▸ DESCRIPTION OF THE TASK
Look through the material below. Return exactly the lines from the one with "use serde::Serialize;" through the one with "pub struct VariantSummary", both included.

▸ DATA FOR THE TASK
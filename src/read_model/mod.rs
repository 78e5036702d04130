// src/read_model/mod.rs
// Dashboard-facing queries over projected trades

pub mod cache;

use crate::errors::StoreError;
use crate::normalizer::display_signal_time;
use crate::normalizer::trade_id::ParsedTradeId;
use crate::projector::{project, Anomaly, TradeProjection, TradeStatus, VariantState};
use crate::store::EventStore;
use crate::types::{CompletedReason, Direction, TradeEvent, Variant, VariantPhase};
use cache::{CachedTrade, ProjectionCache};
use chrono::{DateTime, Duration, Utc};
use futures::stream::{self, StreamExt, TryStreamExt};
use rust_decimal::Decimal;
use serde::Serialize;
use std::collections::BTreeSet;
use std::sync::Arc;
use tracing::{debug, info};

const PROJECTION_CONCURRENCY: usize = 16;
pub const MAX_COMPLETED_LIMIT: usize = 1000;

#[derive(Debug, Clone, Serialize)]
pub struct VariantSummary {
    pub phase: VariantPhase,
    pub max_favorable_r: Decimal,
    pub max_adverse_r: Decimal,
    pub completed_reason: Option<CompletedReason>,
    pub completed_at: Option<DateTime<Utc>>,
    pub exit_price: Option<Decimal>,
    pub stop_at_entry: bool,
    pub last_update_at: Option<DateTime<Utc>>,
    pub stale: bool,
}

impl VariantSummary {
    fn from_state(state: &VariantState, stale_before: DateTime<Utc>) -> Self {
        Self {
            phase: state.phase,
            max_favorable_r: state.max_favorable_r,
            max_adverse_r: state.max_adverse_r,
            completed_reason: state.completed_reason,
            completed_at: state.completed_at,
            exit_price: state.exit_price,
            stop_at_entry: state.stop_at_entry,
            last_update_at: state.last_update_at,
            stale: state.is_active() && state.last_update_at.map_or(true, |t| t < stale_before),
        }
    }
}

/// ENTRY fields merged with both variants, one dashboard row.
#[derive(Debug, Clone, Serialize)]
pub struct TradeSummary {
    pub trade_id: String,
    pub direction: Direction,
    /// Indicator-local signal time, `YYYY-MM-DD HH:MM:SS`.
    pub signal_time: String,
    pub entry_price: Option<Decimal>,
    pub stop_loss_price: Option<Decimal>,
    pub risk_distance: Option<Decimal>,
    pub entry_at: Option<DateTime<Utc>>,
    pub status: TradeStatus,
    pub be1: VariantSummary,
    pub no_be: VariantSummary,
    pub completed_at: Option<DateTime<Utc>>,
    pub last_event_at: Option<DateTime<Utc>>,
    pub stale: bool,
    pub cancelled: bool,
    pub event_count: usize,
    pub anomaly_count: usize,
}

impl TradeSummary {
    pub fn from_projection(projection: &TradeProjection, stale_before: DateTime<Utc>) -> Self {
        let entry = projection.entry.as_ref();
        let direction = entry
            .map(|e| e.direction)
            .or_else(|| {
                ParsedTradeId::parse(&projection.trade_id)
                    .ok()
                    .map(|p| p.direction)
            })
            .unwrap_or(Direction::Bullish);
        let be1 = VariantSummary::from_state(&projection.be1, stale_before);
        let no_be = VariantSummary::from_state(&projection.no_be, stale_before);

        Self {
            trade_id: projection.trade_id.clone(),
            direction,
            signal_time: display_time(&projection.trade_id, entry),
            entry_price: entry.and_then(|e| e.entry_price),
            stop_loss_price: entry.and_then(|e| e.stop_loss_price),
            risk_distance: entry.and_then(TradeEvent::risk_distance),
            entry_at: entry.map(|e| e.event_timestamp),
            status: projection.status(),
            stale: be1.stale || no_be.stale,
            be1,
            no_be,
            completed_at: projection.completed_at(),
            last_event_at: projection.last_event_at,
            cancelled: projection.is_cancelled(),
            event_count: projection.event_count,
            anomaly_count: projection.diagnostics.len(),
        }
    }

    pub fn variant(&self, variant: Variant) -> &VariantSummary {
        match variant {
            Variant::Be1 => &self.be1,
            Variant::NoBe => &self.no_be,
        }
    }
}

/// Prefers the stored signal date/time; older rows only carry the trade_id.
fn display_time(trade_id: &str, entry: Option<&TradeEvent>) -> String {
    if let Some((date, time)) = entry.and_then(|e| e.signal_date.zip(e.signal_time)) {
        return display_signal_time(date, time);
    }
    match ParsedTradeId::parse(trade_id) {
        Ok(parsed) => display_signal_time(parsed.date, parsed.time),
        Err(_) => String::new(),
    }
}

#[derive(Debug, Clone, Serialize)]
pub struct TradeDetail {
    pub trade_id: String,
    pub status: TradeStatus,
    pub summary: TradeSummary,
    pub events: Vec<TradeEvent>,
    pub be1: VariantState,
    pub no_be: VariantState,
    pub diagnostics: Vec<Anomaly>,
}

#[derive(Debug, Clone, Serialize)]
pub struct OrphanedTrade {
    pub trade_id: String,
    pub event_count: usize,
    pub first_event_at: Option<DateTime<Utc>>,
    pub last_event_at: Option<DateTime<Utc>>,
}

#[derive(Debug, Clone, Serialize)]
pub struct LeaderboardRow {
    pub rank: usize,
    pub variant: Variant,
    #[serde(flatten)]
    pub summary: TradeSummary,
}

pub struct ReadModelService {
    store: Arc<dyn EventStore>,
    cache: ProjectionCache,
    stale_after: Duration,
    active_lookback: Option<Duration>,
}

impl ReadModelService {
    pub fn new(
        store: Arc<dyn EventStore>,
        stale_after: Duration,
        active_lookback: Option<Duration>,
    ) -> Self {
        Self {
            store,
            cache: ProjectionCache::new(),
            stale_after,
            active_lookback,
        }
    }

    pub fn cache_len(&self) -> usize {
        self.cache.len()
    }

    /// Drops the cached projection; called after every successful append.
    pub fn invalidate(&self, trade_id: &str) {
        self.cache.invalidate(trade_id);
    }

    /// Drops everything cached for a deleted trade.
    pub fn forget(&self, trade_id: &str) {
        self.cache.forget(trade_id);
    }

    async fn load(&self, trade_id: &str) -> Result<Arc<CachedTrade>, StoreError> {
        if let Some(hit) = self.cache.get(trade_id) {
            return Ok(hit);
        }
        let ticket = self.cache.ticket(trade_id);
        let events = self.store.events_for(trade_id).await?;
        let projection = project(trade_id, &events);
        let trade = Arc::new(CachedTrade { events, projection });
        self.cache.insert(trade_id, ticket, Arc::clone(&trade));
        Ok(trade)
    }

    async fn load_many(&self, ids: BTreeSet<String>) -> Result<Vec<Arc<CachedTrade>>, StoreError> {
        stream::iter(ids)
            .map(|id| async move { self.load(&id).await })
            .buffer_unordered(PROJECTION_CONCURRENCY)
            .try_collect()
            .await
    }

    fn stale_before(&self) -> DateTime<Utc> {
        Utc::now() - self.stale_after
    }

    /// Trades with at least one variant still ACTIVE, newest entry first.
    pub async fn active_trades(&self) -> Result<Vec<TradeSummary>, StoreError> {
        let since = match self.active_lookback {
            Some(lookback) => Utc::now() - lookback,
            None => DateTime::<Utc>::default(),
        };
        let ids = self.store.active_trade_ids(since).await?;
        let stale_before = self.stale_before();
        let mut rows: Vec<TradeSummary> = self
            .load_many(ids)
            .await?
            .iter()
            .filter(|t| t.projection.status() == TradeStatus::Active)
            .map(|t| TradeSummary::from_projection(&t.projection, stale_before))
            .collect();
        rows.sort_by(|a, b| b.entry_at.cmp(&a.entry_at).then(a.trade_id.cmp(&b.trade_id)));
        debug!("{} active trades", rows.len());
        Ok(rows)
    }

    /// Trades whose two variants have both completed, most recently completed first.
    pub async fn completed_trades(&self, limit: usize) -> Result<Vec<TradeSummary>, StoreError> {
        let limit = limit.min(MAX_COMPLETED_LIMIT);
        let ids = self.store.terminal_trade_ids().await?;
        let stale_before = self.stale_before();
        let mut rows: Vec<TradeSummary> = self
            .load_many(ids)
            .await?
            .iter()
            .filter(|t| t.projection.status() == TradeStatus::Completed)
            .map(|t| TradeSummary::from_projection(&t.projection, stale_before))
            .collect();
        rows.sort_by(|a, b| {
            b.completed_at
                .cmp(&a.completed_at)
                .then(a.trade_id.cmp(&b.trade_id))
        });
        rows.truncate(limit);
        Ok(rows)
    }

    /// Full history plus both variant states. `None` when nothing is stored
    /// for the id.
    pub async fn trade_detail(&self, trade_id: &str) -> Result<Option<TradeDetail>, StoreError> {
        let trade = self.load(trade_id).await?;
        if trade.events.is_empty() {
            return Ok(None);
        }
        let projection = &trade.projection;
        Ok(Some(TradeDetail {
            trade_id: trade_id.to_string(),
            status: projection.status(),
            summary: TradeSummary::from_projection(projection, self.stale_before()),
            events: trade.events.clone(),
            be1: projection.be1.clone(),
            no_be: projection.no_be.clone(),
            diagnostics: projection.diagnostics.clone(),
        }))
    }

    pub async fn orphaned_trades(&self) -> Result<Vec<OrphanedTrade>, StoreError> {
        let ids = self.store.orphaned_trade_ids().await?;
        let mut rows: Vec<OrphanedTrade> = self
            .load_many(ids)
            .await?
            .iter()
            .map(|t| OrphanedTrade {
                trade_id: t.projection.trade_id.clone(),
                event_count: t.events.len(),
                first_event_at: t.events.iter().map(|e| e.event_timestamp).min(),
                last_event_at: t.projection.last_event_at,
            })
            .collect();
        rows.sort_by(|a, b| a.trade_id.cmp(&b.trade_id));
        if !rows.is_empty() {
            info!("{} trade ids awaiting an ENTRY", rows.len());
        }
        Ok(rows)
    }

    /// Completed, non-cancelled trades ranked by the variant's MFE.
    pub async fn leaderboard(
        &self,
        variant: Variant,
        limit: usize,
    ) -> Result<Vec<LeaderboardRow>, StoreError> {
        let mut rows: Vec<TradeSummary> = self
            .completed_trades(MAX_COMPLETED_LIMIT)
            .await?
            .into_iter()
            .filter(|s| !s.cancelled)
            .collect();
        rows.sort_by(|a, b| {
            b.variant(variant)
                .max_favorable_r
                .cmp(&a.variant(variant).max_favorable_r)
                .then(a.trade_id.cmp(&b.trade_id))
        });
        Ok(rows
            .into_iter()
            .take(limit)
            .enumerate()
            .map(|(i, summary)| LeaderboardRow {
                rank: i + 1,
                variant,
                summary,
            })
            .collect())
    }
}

▸ SOLUTION FOR THIS TASK
use serde::Serialize;
use std::collections::BTreeSet;
use std::sync::Arc;
use tracing::{debug, info};

const PROJECTION_CONCURRENCY: usize = 16;
pub const MAX_COMPLETED_LIMIT: usize = 1000;

#[derive(Debug, Clone, Serialize)]
pub struct VariantSummary {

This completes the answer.